(Stored data)
┄┄┄┄┄┄┄┄┄┄

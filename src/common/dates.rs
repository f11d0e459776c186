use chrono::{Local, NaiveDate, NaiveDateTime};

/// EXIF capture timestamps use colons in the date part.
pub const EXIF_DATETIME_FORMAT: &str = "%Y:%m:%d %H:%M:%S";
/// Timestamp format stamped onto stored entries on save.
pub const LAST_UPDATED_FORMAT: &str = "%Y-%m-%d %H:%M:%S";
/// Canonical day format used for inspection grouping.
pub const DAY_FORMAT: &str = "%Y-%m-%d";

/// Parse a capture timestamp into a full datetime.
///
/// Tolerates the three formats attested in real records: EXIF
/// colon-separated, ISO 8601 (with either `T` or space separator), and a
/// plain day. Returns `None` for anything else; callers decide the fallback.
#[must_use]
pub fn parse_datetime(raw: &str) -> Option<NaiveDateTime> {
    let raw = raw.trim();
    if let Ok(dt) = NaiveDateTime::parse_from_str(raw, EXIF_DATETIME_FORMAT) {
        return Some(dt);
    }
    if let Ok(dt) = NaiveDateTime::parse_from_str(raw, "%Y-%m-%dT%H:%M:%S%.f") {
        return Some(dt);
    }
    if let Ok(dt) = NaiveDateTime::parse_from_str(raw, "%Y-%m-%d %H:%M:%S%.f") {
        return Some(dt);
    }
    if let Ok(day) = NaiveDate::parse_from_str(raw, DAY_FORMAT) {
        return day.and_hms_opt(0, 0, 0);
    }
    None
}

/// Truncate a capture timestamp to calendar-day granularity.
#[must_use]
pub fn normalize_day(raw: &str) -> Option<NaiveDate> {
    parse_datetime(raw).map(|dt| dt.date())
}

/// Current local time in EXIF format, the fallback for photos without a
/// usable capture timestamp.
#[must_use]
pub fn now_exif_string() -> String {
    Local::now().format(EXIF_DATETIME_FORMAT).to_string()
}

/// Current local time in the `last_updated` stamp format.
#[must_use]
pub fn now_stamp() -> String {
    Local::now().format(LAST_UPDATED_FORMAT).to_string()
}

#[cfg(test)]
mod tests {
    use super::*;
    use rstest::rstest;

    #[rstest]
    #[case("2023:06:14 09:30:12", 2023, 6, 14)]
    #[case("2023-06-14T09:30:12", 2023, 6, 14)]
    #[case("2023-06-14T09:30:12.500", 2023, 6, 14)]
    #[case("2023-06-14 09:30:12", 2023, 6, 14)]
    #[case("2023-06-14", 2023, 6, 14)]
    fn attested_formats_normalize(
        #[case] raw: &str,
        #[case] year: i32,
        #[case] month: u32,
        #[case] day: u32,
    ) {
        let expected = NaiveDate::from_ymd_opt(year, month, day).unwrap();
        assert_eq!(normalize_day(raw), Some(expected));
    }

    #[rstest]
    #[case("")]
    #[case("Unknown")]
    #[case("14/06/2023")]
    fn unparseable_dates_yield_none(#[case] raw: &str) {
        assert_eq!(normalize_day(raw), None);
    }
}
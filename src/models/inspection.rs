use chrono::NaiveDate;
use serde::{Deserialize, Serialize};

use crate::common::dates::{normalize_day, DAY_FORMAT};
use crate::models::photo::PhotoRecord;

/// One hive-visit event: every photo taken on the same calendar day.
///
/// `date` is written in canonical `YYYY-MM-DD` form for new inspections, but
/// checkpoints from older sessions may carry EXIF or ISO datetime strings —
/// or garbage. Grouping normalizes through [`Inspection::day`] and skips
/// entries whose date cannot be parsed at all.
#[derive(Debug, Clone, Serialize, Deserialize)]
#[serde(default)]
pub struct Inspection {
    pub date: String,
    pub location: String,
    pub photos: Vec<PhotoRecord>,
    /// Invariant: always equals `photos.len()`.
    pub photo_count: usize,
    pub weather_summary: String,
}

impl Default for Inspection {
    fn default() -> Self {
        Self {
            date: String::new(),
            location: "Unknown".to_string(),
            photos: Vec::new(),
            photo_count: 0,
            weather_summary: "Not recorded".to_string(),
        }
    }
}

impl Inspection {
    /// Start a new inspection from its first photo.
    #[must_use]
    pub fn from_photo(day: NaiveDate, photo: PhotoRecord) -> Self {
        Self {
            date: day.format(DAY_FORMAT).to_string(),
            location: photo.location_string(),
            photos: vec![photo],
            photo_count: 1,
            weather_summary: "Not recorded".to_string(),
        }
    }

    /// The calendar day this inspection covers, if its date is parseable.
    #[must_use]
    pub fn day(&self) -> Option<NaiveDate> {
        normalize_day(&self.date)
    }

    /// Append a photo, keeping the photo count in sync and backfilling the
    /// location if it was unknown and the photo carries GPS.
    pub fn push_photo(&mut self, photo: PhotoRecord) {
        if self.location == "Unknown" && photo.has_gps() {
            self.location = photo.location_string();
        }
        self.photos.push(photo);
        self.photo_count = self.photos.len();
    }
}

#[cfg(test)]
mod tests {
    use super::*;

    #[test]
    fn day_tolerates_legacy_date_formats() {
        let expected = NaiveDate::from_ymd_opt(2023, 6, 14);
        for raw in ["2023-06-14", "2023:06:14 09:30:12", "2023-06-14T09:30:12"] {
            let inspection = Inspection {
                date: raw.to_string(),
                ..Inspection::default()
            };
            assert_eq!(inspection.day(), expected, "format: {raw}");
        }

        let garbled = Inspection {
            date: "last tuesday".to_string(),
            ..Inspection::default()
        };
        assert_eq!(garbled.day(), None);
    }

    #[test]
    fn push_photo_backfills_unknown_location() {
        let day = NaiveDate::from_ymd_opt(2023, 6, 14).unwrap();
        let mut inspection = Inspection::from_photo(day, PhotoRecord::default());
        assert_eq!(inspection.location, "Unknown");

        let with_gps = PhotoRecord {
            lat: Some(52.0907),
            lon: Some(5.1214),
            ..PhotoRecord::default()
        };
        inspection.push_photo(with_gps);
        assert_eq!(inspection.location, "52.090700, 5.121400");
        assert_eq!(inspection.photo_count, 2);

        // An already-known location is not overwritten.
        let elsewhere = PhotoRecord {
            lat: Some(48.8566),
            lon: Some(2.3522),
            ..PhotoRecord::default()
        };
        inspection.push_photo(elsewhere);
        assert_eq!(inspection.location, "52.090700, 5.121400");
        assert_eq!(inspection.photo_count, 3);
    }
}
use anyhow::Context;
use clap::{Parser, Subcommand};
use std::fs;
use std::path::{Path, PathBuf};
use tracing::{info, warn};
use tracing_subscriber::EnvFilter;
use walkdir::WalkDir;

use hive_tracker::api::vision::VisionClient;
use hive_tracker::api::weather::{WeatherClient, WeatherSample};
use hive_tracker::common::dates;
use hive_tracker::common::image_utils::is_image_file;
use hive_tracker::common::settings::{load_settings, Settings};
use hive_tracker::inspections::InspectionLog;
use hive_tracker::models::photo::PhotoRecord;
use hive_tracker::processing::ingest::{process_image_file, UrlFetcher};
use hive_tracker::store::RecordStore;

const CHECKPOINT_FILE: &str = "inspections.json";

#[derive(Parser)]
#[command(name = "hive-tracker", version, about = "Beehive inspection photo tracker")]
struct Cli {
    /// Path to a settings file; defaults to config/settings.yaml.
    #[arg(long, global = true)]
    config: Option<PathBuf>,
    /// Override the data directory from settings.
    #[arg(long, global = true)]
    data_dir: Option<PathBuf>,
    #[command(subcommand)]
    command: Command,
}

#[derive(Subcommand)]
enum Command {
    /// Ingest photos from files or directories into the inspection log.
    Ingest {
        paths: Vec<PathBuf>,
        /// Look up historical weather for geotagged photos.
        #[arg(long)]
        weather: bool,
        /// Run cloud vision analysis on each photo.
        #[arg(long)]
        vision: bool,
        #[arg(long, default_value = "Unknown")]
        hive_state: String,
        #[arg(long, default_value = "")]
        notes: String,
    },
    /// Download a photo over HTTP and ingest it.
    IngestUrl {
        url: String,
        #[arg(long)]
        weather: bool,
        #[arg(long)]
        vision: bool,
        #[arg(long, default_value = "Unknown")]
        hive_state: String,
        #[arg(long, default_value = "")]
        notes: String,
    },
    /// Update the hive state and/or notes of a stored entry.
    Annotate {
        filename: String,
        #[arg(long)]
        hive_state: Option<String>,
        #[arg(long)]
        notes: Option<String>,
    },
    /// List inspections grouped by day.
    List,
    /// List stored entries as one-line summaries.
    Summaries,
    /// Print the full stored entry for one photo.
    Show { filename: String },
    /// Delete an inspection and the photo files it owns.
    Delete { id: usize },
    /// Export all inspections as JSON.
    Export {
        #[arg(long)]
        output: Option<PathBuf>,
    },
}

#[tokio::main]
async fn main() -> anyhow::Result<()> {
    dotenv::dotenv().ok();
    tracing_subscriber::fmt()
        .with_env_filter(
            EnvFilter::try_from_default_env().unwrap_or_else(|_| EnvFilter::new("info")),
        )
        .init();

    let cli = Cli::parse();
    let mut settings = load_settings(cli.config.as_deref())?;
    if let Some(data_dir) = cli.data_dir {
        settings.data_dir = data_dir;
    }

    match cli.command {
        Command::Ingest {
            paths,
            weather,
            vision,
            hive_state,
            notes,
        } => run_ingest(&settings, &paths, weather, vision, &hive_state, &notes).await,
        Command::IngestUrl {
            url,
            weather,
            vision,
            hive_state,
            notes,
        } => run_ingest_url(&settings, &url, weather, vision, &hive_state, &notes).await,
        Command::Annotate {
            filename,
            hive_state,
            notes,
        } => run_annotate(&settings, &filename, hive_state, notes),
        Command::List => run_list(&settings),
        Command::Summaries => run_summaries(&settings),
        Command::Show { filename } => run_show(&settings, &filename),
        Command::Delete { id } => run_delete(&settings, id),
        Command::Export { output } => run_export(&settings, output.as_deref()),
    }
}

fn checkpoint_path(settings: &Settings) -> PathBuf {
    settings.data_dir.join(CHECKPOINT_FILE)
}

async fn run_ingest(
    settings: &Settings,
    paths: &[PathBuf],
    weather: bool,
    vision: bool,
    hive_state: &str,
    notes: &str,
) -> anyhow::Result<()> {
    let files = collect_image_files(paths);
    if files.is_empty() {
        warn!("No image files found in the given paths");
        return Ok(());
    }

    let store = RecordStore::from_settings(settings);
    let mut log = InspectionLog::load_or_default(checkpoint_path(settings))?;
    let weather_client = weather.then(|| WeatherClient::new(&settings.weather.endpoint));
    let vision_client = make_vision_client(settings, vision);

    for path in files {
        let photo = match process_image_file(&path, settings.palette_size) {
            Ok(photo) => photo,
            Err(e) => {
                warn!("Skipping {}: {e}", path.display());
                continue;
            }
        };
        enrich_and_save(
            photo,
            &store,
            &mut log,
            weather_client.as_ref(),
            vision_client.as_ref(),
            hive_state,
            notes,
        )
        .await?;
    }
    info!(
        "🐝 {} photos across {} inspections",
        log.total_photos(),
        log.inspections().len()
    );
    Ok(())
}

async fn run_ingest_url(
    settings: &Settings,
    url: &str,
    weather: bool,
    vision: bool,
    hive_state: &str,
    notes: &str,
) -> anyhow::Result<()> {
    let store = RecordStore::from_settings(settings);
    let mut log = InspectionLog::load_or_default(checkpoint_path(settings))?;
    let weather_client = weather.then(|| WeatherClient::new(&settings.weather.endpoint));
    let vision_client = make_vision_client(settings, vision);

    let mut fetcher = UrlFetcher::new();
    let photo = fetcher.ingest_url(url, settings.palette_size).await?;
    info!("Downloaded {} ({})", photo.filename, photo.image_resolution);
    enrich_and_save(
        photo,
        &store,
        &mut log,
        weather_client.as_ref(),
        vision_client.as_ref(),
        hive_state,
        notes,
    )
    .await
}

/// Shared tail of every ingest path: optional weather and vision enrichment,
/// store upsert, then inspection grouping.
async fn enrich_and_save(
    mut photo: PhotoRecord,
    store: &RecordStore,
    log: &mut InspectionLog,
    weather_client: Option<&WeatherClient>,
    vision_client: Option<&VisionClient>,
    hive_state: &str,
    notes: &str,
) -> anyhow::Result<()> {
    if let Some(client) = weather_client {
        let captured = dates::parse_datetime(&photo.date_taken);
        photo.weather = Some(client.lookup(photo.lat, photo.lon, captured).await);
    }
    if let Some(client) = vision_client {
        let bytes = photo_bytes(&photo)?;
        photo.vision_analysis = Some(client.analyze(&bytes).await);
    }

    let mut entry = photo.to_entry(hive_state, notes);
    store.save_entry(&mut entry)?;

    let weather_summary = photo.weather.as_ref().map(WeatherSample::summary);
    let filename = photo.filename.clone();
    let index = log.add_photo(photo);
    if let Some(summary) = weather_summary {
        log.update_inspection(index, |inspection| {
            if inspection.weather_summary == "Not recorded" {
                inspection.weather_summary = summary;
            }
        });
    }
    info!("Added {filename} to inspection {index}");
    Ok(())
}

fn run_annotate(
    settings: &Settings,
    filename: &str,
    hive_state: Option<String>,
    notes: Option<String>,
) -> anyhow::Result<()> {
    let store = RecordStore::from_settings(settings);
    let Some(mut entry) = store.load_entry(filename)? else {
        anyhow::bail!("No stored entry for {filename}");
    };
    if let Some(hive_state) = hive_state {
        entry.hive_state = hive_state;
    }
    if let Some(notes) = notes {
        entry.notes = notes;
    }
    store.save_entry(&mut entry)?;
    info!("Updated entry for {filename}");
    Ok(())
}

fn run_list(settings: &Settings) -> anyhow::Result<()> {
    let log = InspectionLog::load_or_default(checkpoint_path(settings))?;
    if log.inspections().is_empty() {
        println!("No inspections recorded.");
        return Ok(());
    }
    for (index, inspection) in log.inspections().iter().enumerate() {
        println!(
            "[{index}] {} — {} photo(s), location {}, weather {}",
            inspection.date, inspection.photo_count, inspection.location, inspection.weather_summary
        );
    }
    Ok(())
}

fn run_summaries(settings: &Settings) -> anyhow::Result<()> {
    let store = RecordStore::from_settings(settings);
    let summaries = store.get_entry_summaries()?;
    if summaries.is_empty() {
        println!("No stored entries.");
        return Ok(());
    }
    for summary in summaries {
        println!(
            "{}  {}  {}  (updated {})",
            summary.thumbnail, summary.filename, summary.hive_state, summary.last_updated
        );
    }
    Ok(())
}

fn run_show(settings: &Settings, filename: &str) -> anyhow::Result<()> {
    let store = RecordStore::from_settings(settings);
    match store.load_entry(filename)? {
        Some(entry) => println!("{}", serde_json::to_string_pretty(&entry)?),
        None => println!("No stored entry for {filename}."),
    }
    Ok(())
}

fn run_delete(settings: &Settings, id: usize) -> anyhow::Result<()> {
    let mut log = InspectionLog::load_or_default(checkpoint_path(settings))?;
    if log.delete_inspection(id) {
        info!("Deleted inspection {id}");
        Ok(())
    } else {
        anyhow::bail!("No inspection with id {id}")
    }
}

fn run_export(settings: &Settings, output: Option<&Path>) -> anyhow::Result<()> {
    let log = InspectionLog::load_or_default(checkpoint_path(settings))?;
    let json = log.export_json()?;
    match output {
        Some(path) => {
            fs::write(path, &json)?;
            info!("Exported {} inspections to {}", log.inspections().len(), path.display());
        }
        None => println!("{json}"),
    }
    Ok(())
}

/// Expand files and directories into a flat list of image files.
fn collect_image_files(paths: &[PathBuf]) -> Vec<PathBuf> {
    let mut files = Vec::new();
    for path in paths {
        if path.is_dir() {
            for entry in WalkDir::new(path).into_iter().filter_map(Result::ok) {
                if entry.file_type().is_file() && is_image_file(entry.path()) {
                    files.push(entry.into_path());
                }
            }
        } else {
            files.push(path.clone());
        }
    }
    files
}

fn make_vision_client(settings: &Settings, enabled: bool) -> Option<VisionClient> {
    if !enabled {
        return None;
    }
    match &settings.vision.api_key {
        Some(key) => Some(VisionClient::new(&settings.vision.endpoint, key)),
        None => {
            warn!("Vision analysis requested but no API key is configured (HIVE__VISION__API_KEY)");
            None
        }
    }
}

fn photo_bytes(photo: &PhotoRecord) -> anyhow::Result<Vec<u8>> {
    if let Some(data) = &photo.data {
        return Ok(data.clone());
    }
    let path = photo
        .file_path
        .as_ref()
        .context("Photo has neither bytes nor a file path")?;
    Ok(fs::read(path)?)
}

┄┄┄┄┄┄┄┄┄┄

Copy every line of the records above that contains "EnvFilter".

use tracing_subscriber::EnvFilter;
            EnvFilter::try_from_default_env().unwrap_or_else(|_| EnvFilter::new("info")),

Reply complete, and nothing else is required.